### WORK TO BE COMPLETED
Copy every record that appears below, exactly as it stands.

··········

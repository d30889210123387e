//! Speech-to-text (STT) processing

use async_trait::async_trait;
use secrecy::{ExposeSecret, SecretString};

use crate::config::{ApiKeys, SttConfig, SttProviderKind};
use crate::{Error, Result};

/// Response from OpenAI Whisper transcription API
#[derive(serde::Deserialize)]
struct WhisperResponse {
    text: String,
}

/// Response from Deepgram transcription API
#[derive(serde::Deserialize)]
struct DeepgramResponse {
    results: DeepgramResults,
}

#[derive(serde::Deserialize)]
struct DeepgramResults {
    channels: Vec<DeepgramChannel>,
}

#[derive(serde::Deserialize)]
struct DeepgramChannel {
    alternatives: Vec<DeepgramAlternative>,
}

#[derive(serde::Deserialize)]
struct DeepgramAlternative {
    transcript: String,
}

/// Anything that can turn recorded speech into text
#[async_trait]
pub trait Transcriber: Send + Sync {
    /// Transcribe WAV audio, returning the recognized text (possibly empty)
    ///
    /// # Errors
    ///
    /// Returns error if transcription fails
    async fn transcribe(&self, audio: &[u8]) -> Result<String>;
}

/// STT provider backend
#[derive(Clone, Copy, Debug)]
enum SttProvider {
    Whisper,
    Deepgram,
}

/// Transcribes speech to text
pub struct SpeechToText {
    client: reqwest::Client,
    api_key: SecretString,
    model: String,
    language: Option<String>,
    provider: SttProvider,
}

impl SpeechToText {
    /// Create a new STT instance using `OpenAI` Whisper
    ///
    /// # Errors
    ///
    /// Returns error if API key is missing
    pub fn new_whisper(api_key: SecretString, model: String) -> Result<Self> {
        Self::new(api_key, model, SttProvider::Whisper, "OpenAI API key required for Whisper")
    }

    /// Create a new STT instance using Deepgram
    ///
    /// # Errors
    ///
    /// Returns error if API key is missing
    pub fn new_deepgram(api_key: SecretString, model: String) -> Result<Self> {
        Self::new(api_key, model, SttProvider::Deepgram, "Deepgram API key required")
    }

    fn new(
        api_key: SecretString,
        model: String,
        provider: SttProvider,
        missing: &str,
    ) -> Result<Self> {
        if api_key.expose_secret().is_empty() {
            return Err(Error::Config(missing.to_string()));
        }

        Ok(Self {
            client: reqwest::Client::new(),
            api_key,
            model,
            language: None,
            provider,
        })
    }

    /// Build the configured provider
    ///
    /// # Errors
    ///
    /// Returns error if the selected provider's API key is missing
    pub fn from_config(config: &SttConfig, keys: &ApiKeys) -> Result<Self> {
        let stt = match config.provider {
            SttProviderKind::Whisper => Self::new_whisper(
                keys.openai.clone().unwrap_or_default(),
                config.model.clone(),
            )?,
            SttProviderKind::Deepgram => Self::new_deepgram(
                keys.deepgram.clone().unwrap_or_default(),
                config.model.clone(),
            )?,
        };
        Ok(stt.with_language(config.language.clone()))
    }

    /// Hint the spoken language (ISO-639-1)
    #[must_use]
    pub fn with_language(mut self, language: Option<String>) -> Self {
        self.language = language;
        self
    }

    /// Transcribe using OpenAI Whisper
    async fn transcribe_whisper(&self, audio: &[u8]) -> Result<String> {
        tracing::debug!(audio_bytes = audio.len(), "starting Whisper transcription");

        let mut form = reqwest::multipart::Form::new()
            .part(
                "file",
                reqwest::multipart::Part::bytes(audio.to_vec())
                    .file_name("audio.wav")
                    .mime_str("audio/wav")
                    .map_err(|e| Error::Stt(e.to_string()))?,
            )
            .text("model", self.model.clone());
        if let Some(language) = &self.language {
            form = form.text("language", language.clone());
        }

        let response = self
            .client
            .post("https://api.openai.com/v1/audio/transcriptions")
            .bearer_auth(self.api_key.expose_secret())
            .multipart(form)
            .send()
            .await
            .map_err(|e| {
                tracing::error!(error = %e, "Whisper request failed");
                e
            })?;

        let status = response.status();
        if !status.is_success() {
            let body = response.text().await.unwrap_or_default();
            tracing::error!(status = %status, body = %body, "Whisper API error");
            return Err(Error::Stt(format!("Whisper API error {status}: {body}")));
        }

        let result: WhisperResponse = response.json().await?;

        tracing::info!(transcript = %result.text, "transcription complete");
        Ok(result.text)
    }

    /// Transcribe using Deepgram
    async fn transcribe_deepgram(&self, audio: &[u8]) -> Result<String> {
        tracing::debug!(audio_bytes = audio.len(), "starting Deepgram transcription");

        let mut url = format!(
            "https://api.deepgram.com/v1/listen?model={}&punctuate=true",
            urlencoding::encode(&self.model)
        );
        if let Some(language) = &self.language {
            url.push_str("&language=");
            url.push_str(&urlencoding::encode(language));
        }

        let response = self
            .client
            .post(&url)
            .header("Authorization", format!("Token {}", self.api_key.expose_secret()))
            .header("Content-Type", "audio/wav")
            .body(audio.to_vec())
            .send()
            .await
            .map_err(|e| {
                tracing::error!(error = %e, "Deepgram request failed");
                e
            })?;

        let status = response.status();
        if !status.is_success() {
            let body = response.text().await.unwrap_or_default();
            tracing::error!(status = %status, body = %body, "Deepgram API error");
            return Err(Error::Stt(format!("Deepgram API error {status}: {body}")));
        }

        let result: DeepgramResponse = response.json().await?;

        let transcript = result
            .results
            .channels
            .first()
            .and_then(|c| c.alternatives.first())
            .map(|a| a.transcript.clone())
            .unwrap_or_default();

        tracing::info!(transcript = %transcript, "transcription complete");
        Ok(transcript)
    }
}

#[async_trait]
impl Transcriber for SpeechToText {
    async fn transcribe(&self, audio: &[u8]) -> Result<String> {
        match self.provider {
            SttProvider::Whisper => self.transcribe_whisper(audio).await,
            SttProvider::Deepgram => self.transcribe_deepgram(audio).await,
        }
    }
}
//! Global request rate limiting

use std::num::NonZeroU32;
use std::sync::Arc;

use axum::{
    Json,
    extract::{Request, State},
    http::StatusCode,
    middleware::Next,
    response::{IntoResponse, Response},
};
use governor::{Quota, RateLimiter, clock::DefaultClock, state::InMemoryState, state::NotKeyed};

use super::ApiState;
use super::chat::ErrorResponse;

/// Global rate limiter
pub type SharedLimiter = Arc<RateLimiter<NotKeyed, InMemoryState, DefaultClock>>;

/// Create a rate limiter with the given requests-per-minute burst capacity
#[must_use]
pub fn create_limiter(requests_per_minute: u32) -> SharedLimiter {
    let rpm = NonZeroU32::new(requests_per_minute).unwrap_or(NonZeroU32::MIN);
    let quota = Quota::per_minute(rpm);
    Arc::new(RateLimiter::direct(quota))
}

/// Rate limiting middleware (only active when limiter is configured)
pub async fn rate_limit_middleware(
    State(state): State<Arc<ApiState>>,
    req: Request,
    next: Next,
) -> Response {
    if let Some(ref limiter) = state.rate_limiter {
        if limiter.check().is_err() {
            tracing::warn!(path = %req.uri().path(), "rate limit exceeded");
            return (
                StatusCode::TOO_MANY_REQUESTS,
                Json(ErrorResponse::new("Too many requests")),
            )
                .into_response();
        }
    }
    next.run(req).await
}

··········

### REPLY TO THE TASK
repository d30889210123387e
//! Speech-to-text (STT) processing

use async_trait::async_trait;
use secrecy::{ExposeSecret, SecretString};

use crate::config::{ApiKeys, SttConfig, SttProviderKind};
use crate::{Error, Result};

/// Response from OpenAI Whisper transcription API
#[derive(serde::Deserialize)]
struct WhisperResponse {
    text: String,
}

/// Response from Deepgram transcription API
#[derive(serde::Deserialize)]
struct DeepgramResponse {
    results: DeepgramResults,
}

#[derive(serde::Deserialize)]
struct DeepgramResults {
    channels: Vec<DeepgramChannel>,
}

#[derive(serde::Deserialize)]
struct DeepgramChannel {
    alternatives: Vec<DeepgramAlternative>,
}

#[derive(serde::Deserialize)]
struct DeepgramAlternative {
    transcript: String,
}

/// Anything that can turn recorded speech into text
#[async_trait]
pub trait Transcriber: Send + Sync {
    /// Transcribe WAV audio, returning the recognized text (possibly empty)
    ///
    /// # Errors
    ///
    /// Returns error if transcription fails
    async fn transcribe(&self, audio: &[u8]) -> Result<String>;
}

/// STT provider backend
#[derive(Clone, Copy, Debug)]
enum SttProvider {
    Whisper,
    Deepgram,
}

/// Transcribes speech to text
pub struct SpeechToText {
    client: reqwest::Client,
    api_key: SecretString,
    model: String,
    language: Option<String>,
    provider: SttProvider,
}

impl SpeechToText {
    /// Create a new STT instance using `OpenAI` Whisper
    ///
    /// # Errors
    ///
    /// Returns error if API key is missing
    pub fn new_whisper(api_key: SecretString, model: String) -> Result<Self> {
        Self::new(api_key, model, SttProvider::Whisper, "OpenAI API key required for Whisper")
    }

    /// Create a new STT instance using Deepgram
    ///
    /// # Errors
    ///
    /// Returns error if API key is missing
    pub fn new_deepgram(api_key: SecretString, model: String) -> Result<Self> {
        Self::new(api_key, model, SttProvider::Deepgram, "Deepgram API key required")
    }

    fn new(
        api_key: SecretString,
        model: String,
        provider: SttProvider,
        missing: &str,
    ) -> Result<Self> {
        if api_key.expose_secret().is_empty() {
            return Err(Error::Config(missing.to_string()));
        }

        Ok(Self {
            client: reqwest::Client::new(),
            api_key,
            model,
            language: None,
            provider,
        })
    }

    /// Build the configured provider
    ///
    /// # Errors
    ///
    /// Returns error if the selected provider's API key is missing
    pub fn from_config(config: &SttConfig, keys: &ApiKeys) -> Result<Self> {
        let stt = match config.provider {
            SttProviderKind::Whisper => Self::new_whisper(
                keys.openai.clone().unwrap_or_default(),
                config.model.clone(),
            )?,
            SttProviderKind::Deepgram => Self::new_deepgram(
                keys.deepgram.clone().unwrap_or_default(),
                config.model.clone(),
            )?,
        };
        Ok(stt.with_language(config.language.clone()))
    }

    /// Hint the spoken language (ISO-639-1)
    #[must_use]
    pub fn with_language(mut self, language: Option<String>) -> Self {
        self.language = language;
        self
    }

    /// Transcribe using OpenAI Whisper
    async fn transcribe_whisper(&self, audio: &[u8]) -> Result<String> {
        tracing::debug!(audio_bytes = audio.len(), "starting Whisper transcription");

        let mut form = reqwest::multipart::Form::new()
            .part(
                "file",
                reqwest::multipart::Part::bytes(audio.to_vec())
                    .file_name("audio.wav")
                    .mime_str("audio/wav")
                    .map_err(|e| Error::Stt(e.to_string()))?,
            )
            .text("model", self.model.clone());
        if let Some(language) = &self.language {
            form = form.text("language", language.clone());
        }

        let response = self
            .client
            .post("https://api.openai.com/v1/audio/transcriptions")
            .bearer_auth(self.api_key.expose_secret())
            .multipart(form)
            .send()
            .await
            .map_err(|e| {
                tracing::error!(error = %e, "Whisper request failed");
                e
            })?;

        let status = response.status();
        if !status.is_success() {
            let body = response.text().await.unwrap_or_default();
            tracing::error!(status = %status, body = %body, "Whisper API error");
            return Err(Error::Stt(format!("Whisper API error {status}: {body}")));
        }

        let result: WhisperResponse = response.json().await?;

        tracing::info!(transcript = %result.text, "transcription complete");
        Ok(result.text)
    }

    /// Transcribe using Deepgram
    async fn transcribe_deepgram(&self, audio: &[u8]) -> Result<String> {
        tracing::debug!(audio_bytes = audio.len(), "starting Deepgram transcription");

        let mut url = format!(
            "https://api.deepgram.com/v1/listen?model={}&punctuate=true",
            urlencoding::encode(&self.model)
        );
        if let Some(language) = &self.language {
            url.push_str("&language=");
            url.push_str(&urlencoding::encode(language));
        }

        let response = self
            .client
            .post(&url)
            .header("Authorization", format!("Token {}", self.api_key.expose_secret()))
            .header("Content-Type", "audio/wav")
            .body(audio.to_vec())
            .send()
            .await
            .map_err(|e| {
                tracing::error!(error = %e, "Deepgram request failed");
                e
            })?;

        let status = response.status();
        if !status.is_success() {
            let body = response.text().await.unwrap_or_default();
            tracing::error!(status = %status, body = %body, "Deepgram API error");
            return Err(Error::Stt(format!("Deepgram API error {status}: {body}")));
        }

        let result: DeepgramResponse = response.json().await?;

        let transcript = result
            .results
            .channels
            .first()
            .and_then(|c| c.alternatives.first())
            .map(|a| a.transcript.clone())
            .unwrap_or_default();

        tracing::info!(transcript = %transcript, "transcription complete");
        Ok(transcript)
    }
}

#[async_trait]
impl Transcriber for SpeechToText {
    async fn transcribe(&self, audio: &[u8]) -> Result<String> {
        match self.provider {
            SttProvider::Whisper => self.transcribe_whisper(audio).await,
            SttProvider::Deepgram => self.transcribe_deepgram(audio).await,
        }
    }
}
//! Global request rate limiting

use std::num::NonZeroU32;
use std::sync::Arc;

use axum::{
    Json,
    extract::{Request, State},
    http::StatusCode,
    middleware::Next,
    response::{IntoResponse, Response},
};
use governor::{Quota, RateLimiter, clock::DefaultClock, state::InMemoryState, state::NotKeyed};

use super::ApiState;
use super::chat::ErrorResponse;

/// Global rate limiter
pub type SharedLimiter = Arc<RateLimiter<NotKeyed, InMemoryState, DefaultClock>>;

/// Create a rate limiter with the given requests-per-minute burst capacity
#[must_use]
pub fn create_limiter(requests_per_minute: u32) -> SharedLimiter {
    let rpm = NonZeroU32::new(requests_per_minute).unwrap_or(NonZeroU32::MIN);
    let quota = Quota::per_minute(rpm);
    Arc::new(RateLimiter::direct(quota))
}

/// Rate limiting middleware (only active when limiter is configured)
pub async fn rate_limit_middleware(
    State(state): State<Arc<ApiState>>,
    req: Request,
    next: Next,
) -> Response {
    if let Some(ref limiter) = state.rate_limiter {
        if limiter.check().is_err() {
            tracing::warn!(path = %req.uri().path(), "rate limit exceeded");
            return (
                StatusCode::TOO_MANY_REQUESTS,
                Json(ErrorResponse::new("Too many requests")),
            )
                .into_response();
        }
    }
    next.run(req).await
}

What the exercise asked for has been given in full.